> [DIRECTIONS FOR THIS TASK] Below are the records; copy every line in them that holds the string "KlineInterval".

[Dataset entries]
◆ ◆ ◆ ◆ ◆ ◆ ◆

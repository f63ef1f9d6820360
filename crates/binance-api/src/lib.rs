//! # Binance public market-data client
//!
//! A small async client for the public parts of the Binance spot API used by
//! alertchart: historical klines, ticker prices and the kline WebSocket
//! stream.
//!
//! ## Quick Start
//!
//! ```rust,ignore
//! use binance_api::{BinanceClient, SpotApi, types::KlineInterval};
//!
//! #[tokio::main]
//! async fn main() -> Result<(), binance_api::Error> {
//!     let spot = SpotApi::new(BinanceClient::public()?);
//!
//!     let klines = spot
//!         .market()
//!         .klines("BTCUSDT", KlineInterval::OneDay, None, None, Some(150))
//!         .await?;
//!     println!("fetched {} klines", klines.len());
//!
//!     Ok(())
//! }
//! ```
//!
//! ## Kline stream
//!
//! ```rust,ignore
//! use binance_api::{KlineStream, types::WsEvent};
//!
//! let mut stream = KlineStream::new();
//! let mut rx = stream.connect("BTCUSDT", "1m").await?;
//!
//! while let Some(event) = rx.recv().await {
//!     if let WsEvent::Kline { kline, .. } = event {
//!         println!("close = {}", kline.close);
//!     }
//! }
//! ```
//!
//! The REST client treats an error-shaped JSON body (`{"code": .., "msg": ..}`)
//! as [`Error::Api`] even when the HTTP status is a success.

#![warn(missing_docs)]

pub mod client;
pub mod config;
pub mod error;
pub mod spot;
pub mod types;
pub mod websocket;

// Re-exports for convenience
pub use client::BinanceClient;
pub use config::{Config, WsConfig};
pub use error::{ApiError, Error, Result};
pub use spot::SpotApi;
pub use websocket::{ConnectionState, KlineStream};

/// Library version
pub const VERSION: &str = env!("CARGO_PKG_VERSION");

/// Base URL for the Binance spot REST API.
pub const SPOT_BASE_URL: &str = "https://api.binance.com";

/// Base URL for Binance spot WebSocket streams.
pub const SPOT_WS_URL: &str = "wss://stream.binance.com:9443/ws";

/// Prelude module for convenient imports.
pub mod prelude {
    //! Common imports for using the Binance client.

    pub use crate::client::BinanceClient;
    pub use crate::config::{Config, WsConfig};
    pub use crate::error::{Error, Result};
    pub use crate::spot::{MarketApi, SpotApi};
    pub use crate::types::{Kline, KlineInterval, PriceTicker, WsEvent, WsKline};
    pub use crate::websocket::KlineStream;
}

◆ ◆ ◆ ◆ ◆ ◆ ◆

> [WRITTEN SOLUTION]
//! use binance_api::{BinanceClient, SpotApi, types::KlineInterval};
//!         .klines("BTCUSDT", KlineInterval::OneDay, None, None, Some(150))
    pub use crate::types::{Kline, KlineInterval, PriceTicker, WsEvent, WsKline};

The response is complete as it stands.